■ **Prompt**:
Among the records below, find the line that has "a bearer token"; from there, give the lines again exactly, and stop after the line that has "the JSON response".

*-*-*

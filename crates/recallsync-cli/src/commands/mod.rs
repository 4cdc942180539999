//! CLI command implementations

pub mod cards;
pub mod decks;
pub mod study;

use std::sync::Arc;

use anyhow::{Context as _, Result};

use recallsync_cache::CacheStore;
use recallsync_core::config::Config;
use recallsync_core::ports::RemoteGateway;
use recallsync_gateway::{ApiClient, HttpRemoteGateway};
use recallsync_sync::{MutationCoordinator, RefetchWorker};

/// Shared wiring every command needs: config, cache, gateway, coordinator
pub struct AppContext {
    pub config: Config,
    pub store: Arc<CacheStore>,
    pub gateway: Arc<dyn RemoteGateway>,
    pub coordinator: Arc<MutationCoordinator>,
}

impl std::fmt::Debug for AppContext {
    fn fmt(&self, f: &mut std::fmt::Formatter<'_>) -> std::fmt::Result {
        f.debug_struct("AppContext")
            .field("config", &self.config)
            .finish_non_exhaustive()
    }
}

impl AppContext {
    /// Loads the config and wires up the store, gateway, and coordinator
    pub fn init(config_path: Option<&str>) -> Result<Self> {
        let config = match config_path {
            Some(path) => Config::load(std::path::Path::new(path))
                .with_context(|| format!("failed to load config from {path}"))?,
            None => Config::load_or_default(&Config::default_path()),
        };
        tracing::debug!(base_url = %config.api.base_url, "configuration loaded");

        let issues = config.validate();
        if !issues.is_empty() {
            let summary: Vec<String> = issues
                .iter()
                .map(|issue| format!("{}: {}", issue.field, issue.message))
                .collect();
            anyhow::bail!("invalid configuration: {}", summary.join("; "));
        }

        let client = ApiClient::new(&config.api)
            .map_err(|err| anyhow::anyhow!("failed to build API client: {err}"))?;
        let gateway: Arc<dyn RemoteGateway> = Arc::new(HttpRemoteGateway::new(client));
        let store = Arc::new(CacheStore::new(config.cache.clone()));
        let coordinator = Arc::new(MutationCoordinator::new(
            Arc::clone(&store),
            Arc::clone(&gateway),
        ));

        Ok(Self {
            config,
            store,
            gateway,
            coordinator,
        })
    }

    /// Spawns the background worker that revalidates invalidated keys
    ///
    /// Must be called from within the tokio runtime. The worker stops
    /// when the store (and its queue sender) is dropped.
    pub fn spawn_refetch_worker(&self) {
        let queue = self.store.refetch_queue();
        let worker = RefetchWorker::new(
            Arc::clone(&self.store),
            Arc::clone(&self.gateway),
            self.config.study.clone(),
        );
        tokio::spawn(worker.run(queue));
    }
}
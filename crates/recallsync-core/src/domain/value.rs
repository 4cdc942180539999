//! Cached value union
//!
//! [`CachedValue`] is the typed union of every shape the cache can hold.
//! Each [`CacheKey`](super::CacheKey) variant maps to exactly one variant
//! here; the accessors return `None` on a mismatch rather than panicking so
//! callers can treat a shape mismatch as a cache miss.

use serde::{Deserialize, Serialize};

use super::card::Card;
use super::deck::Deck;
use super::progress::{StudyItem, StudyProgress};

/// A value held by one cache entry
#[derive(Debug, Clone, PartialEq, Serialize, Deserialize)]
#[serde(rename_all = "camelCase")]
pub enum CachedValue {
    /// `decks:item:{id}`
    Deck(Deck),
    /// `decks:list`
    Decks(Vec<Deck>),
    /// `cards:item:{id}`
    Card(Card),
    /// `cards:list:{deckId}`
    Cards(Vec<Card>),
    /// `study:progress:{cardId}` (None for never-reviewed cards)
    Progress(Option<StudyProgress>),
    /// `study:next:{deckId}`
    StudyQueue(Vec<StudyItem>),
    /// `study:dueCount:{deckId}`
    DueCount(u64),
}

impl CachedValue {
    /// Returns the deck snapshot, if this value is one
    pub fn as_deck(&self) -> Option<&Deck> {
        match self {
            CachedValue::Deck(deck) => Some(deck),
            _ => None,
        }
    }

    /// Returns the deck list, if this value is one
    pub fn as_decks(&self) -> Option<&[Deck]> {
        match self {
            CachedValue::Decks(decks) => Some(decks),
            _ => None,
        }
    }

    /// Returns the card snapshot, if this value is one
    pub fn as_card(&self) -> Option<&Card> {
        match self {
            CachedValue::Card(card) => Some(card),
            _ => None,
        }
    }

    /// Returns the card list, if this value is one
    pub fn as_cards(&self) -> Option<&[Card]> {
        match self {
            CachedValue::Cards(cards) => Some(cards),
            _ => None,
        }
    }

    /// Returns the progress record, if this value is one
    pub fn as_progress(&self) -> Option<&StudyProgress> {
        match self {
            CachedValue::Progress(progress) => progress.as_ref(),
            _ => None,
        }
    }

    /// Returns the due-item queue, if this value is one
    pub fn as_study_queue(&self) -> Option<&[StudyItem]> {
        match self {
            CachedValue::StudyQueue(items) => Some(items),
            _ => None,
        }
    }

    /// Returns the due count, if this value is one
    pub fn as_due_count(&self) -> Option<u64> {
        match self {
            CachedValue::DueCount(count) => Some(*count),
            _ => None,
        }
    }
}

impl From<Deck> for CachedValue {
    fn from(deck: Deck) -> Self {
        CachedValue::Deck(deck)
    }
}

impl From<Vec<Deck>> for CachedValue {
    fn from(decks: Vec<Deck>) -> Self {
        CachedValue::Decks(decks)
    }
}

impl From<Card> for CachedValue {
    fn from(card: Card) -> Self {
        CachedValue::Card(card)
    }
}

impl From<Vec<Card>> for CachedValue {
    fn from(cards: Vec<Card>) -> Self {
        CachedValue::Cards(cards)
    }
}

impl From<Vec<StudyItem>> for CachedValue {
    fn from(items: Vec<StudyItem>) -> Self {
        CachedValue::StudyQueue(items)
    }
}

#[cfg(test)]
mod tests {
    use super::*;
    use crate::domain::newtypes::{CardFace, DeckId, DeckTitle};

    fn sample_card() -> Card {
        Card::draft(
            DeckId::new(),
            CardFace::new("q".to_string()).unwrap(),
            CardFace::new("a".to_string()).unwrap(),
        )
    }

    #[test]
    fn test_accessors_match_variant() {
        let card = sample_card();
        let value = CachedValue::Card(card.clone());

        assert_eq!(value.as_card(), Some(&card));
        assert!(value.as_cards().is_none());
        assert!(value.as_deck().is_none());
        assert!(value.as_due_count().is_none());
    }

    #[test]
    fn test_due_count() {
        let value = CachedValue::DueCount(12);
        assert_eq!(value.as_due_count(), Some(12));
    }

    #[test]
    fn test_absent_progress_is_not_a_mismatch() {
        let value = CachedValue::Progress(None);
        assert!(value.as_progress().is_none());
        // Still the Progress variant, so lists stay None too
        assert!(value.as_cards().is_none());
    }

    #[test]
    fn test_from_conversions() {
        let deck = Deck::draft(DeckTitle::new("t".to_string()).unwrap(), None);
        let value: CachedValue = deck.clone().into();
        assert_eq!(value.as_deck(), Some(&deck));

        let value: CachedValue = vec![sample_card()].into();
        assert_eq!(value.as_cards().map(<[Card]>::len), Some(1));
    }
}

*-*-*

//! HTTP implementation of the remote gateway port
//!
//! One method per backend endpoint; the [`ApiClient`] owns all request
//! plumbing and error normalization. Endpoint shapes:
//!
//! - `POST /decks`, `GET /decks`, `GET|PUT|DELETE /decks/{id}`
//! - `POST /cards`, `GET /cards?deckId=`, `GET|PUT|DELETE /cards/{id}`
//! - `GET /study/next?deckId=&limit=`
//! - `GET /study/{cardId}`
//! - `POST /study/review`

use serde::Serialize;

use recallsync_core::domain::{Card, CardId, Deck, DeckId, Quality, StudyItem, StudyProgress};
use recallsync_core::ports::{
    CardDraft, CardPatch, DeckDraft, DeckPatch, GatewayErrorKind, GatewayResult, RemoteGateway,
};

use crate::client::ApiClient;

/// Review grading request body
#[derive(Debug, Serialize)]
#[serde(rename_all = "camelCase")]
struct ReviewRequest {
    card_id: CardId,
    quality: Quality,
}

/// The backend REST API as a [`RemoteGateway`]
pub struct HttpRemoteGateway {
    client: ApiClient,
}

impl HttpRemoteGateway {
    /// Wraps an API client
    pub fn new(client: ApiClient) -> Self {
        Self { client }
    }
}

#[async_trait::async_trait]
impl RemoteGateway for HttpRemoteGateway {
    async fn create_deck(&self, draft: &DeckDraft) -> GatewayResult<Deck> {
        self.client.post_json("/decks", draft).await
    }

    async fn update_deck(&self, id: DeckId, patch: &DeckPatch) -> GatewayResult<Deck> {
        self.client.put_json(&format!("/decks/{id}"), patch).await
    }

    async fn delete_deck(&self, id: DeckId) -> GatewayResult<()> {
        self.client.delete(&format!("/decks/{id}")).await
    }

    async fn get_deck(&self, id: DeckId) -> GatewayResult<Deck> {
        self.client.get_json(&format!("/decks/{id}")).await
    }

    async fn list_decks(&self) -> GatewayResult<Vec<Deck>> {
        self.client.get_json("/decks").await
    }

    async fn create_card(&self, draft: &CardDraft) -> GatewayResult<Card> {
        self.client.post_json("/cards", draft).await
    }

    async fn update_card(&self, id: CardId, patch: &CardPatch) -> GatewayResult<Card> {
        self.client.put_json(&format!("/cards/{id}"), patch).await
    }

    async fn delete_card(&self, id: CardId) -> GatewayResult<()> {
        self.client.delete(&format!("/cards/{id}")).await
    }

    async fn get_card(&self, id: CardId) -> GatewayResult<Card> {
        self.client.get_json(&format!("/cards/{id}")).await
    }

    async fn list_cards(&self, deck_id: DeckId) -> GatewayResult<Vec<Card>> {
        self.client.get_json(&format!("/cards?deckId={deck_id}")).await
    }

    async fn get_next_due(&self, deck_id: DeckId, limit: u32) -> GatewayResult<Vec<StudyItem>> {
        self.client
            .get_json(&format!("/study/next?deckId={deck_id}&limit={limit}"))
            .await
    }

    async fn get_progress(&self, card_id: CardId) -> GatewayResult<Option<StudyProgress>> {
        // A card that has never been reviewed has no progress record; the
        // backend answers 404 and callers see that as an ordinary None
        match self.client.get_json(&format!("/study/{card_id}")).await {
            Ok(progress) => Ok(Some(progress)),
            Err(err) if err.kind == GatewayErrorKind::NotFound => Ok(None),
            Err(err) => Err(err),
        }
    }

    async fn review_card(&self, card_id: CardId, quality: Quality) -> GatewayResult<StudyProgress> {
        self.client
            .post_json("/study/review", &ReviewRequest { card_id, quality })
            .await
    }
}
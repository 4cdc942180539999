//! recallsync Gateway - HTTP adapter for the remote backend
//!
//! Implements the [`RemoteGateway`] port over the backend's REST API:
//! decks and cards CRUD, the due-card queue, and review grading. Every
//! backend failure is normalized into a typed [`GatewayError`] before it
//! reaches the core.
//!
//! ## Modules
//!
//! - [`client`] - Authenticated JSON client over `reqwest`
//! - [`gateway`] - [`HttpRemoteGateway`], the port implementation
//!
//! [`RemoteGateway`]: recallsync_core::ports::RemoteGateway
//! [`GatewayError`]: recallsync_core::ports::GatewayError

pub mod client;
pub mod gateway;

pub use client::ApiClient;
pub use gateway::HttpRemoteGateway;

*-*-*

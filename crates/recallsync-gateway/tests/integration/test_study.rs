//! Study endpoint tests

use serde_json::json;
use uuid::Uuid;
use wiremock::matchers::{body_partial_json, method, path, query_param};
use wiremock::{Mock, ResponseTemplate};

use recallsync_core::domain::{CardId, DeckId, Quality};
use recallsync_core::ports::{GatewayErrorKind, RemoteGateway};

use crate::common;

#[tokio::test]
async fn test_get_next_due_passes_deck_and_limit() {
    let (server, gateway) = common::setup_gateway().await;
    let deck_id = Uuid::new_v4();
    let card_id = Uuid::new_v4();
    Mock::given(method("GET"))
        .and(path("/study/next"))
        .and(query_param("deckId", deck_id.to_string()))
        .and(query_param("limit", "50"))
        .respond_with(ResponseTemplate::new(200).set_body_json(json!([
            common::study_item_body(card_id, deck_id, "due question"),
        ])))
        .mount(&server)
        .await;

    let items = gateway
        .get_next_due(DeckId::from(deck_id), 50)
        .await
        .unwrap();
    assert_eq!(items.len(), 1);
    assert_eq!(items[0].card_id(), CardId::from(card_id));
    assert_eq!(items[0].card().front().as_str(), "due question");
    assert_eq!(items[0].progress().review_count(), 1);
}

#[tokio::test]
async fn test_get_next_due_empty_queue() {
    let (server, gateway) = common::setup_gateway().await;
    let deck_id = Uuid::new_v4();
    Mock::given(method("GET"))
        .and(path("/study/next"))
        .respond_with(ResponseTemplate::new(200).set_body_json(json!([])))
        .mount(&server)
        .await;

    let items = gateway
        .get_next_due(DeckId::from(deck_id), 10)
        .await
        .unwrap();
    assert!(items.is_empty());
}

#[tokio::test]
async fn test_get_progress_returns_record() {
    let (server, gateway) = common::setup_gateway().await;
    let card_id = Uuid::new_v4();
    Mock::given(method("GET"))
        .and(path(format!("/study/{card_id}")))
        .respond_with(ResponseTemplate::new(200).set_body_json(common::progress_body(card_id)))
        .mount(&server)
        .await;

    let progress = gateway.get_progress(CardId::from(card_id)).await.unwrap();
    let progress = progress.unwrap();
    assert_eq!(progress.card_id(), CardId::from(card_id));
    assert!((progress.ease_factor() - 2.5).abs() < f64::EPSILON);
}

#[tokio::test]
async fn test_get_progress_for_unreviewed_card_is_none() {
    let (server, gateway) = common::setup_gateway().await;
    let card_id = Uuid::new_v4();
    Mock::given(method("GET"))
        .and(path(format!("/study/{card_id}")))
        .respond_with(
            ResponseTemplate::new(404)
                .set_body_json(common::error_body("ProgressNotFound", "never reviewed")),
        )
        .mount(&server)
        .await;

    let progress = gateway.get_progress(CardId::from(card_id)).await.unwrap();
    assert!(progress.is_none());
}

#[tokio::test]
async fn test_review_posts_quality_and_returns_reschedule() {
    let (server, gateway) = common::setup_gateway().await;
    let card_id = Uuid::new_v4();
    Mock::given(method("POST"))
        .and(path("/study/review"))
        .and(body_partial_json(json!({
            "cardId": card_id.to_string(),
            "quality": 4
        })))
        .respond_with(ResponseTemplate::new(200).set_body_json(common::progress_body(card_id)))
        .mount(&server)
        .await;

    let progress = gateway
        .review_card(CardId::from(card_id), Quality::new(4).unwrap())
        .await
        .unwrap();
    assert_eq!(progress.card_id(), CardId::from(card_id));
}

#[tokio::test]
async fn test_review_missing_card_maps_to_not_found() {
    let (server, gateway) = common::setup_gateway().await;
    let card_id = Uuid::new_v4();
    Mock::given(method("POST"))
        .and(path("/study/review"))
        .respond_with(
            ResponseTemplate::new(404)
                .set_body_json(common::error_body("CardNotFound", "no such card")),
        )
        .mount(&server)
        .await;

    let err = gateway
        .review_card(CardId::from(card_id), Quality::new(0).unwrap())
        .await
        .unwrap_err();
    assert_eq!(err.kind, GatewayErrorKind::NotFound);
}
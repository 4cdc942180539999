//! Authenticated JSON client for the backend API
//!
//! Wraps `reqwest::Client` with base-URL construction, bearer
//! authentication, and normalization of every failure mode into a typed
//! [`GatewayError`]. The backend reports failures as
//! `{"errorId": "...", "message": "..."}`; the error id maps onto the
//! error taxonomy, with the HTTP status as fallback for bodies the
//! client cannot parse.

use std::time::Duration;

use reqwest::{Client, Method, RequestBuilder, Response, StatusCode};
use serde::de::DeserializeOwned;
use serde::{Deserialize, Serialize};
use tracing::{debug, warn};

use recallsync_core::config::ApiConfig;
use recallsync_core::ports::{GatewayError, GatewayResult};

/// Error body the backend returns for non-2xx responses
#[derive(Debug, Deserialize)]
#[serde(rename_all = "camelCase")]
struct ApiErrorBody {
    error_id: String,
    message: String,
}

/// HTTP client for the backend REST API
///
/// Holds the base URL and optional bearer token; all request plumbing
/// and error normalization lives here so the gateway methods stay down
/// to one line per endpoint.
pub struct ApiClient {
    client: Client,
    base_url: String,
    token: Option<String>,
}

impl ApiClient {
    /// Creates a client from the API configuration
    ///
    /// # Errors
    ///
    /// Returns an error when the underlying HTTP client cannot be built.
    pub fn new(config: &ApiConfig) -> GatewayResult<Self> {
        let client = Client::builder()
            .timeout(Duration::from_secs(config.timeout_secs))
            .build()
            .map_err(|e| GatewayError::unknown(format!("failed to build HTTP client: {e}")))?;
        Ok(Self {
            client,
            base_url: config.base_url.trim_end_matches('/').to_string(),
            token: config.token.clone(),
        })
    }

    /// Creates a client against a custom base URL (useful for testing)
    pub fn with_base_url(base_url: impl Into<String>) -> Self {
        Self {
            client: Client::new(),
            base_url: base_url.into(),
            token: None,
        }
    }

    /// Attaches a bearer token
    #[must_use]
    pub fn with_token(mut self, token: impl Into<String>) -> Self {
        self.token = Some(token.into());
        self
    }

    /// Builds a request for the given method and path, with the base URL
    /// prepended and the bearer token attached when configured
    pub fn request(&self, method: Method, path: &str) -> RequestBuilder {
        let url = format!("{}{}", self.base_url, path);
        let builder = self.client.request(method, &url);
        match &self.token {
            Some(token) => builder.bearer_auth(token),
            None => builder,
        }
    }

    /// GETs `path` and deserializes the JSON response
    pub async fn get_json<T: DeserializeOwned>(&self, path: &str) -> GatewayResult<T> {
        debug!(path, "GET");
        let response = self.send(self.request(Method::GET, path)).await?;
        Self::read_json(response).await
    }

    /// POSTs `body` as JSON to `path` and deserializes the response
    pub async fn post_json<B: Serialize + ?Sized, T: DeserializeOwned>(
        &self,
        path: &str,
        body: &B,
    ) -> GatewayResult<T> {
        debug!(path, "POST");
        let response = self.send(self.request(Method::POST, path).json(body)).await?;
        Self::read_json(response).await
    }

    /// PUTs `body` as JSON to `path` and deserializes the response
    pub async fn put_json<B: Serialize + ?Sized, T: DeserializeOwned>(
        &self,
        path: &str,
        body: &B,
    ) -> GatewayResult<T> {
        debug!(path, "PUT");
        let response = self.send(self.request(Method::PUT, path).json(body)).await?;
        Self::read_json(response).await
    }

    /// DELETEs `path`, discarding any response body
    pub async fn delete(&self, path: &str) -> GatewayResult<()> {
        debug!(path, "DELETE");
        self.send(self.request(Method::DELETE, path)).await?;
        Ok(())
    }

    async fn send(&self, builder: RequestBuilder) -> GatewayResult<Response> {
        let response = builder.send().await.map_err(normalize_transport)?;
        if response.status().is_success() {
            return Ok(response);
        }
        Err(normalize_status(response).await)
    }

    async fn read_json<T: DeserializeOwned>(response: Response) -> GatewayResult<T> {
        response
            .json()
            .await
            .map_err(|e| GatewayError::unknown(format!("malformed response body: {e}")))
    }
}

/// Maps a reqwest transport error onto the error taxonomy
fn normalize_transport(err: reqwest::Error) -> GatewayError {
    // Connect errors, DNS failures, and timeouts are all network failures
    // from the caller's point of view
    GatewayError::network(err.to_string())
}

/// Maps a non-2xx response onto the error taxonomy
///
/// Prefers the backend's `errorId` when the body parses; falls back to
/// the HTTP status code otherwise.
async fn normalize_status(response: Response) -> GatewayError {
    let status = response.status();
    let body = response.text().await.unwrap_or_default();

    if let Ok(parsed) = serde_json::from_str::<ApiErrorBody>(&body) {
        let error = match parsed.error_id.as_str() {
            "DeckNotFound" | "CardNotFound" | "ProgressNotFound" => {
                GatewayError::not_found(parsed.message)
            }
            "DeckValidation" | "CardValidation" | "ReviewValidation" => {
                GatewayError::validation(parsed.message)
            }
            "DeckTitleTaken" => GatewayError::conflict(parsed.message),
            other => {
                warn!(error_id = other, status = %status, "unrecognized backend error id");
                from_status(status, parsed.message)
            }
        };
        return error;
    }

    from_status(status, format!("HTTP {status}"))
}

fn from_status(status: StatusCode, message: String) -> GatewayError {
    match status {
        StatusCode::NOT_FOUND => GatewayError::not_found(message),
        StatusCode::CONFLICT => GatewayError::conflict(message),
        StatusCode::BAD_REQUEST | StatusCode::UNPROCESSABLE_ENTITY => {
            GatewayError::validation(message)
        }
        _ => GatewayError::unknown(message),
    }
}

*-*-*

■ **Result of the exercise**:
    /// Attaches a bearer token
    #[must_use]
    pub fn with_token(mut self, token: impl Into<String>) -> Self {
        self.token = Some(token.into());
        self
    }

    /// Builds a request for the given method and path, with the base URL
    /// prepended and the bearer token attached when configured
    pub fn request(&self, method: Method, path: &str) -> RequestBuilder {
        let url = format!("{}{}", self.base_url, path);
        let builder = self.client.request(method, &url);
        match &self.token {
            Some(token) => builder.bearer_auth(token),
            None => builder,
        }
    }

    /// GETs `path` and deserializes the JSON response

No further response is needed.